■ Work instruction ■
Look through the data that follows and copy each line with the string "failure".

(Saved data entries)
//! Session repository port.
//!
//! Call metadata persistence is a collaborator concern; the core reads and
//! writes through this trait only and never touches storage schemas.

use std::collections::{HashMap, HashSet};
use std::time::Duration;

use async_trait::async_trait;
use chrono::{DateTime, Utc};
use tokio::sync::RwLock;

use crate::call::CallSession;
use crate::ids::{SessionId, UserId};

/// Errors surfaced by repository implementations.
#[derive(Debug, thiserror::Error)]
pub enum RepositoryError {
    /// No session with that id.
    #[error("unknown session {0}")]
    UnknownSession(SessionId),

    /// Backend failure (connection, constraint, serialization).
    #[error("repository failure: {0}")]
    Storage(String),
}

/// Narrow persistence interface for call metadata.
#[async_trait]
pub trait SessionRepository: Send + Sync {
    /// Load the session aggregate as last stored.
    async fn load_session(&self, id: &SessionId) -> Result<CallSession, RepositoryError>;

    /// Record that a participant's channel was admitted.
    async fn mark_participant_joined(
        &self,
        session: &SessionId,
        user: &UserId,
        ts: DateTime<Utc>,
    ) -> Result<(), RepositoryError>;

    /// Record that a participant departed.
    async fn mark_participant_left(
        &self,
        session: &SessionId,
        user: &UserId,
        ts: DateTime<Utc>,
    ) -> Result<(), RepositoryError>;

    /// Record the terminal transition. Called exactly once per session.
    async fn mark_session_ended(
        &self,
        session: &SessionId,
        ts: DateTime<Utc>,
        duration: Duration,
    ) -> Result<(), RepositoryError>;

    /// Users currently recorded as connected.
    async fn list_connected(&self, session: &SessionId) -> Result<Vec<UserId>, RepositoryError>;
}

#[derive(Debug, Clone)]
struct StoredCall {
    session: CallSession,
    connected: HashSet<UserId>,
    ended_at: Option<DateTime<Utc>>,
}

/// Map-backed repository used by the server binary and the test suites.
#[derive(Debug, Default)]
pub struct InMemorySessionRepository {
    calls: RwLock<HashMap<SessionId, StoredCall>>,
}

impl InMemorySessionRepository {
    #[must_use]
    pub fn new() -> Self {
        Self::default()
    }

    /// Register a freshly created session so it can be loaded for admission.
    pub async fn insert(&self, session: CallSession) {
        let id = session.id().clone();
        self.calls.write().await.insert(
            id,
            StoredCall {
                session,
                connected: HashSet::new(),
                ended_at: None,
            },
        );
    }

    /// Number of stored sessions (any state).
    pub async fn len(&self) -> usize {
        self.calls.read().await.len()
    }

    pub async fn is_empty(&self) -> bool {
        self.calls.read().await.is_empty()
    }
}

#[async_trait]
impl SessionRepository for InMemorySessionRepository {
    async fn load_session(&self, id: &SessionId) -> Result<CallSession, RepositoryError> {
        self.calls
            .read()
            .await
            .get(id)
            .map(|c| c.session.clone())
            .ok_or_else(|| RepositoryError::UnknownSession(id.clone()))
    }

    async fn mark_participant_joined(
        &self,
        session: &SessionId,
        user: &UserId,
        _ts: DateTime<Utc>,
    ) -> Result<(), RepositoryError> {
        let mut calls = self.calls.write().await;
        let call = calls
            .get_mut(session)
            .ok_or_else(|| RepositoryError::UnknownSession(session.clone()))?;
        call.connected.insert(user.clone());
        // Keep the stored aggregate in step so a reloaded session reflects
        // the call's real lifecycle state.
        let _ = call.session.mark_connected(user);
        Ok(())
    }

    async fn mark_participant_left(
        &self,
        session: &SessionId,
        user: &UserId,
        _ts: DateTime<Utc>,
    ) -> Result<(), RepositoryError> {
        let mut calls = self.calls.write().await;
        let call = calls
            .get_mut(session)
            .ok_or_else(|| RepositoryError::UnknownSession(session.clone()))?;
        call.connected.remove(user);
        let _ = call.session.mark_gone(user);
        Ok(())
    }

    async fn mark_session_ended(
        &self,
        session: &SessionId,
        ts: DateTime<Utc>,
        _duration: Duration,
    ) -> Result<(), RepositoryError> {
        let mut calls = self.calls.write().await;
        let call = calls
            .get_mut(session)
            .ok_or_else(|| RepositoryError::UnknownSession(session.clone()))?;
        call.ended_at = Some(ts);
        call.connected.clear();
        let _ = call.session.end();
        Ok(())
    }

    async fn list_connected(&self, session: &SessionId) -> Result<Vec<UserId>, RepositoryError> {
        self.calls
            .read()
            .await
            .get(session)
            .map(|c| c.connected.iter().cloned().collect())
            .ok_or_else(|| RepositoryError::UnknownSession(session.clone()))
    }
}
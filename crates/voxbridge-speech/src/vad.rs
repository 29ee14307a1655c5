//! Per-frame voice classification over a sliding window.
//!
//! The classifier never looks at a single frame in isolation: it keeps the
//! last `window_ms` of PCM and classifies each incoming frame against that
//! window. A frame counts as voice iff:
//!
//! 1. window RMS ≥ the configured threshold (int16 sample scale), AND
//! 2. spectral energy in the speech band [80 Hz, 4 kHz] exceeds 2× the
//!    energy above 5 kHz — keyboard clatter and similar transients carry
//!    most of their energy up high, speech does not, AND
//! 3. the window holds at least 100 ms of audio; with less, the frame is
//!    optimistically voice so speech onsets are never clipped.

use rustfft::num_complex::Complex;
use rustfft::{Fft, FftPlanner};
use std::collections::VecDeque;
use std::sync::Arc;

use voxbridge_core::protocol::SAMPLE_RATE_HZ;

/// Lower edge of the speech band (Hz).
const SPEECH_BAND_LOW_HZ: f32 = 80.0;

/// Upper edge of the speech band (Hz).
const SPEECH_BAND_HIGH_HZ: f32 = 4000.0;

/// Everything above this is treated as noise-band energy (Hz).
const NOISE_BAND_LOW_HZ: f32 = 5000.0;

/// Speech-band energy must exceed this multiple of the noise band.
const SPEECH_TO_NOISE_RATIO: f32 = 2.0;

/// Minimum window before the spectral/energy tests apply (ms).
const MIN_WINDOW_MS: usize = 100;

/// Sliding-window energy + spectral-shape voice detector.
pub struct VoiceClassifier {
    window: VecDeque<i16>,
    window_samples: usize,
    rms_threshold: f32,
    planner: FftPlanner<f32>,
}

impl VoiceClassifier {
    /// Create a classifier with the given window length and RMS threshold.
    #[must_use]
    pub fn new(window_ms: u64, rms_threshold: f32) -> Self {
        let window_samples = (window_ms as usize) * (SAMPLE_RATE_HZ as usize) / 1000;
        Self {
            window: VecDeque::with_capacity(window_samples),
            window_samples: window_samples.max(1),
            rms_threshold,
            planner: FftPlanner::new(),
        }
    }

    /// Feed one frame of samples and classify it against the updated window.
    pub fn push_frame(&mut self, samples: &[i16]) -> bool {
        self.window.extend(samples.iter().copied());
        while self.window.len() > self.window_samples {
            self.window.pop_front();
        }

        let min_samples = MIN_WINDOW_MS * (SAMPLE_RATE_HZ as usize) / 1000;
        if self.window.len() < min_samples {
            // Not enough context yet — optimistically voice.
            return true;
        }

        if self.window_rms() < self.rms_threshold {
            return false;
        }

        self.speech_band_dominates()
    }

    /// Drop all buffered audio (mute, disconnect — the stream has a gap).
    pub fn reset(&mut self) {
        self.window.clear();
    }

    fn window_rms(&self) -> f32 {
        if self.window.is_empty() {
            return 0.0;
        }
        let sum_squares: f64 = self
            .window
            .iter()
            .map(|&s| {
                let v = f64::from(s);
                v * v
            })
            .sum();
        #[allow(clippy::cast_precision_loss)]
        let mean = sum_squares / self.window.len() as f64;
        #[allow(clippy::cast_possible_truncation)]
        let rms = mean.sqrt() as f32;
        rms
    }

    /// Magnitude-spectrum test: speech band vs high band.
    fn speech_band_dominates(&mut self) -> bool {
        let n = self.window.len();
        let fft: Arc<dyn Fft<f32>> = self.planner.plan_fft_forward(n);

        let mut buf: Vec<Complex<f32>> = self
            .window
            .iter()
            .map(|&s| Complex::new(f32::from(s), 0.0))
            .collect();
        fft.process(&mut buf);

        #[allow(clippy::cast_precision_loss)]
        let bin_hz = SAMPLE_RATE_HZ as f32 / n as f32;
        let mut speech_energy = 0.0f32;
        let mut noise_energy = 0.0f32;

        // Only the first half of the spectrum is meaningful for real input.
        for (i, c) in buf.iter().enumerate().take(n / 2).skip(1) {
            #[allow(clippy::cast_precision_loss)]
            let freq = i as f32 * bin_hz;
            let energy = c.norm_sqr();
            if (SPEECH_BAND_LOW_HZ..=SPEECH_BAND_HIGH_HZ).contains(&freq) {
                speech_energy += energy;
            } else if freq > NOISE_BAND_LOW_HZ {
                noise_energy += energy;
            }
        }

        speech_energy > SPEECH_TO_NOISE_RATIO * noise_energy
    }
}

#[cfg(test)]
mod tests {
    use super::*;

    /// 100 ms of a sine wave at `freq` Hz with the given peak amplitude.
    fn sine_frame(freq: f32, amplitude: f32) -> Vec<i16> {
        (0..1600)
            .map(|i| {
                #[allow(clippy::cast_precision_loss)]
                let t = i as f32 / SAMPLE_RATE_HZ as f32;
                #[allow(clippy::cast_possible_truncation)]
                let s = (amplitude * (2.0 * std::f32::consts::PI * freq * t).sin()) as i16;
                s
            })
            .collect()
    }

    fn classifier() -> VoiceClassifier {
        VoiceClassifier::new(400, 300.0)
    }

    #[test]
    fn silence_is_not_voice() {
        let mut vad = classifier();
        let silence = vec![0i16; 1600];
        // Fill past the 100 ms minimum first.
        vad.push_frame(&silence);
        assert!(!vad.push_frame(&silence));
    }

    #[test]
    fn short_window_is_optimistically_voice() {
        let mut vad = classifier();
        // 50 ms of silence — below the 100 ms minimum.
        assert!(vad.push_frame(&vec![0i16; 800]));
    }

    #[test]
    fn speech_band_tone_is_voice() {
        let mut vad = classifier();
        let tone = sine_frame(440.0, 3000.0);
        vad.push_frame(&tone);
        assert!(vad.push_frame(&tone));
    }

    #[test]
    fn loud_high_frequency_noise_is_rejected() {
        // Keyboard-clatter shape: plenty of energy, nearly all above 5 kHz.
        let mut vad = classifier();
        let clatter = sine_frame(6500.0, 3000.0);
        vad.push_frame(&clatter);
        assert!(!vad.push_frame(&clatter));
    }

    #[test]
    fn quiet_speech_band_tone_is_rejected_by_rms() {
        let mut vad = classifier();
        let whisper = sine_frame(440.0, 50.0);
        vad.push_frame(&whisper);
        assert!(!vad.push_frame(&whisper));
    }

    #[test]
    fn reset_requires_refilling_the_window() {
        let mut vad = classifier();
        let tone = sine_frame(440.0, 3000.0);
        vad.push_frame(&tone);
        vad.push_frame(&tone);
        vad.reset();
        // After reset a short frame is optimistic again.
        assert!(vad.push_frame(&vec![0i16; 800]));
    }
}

■ Result ■
    /// Backend failure (connection, constraint, serialization).
    #[error("repository failure: {0}")]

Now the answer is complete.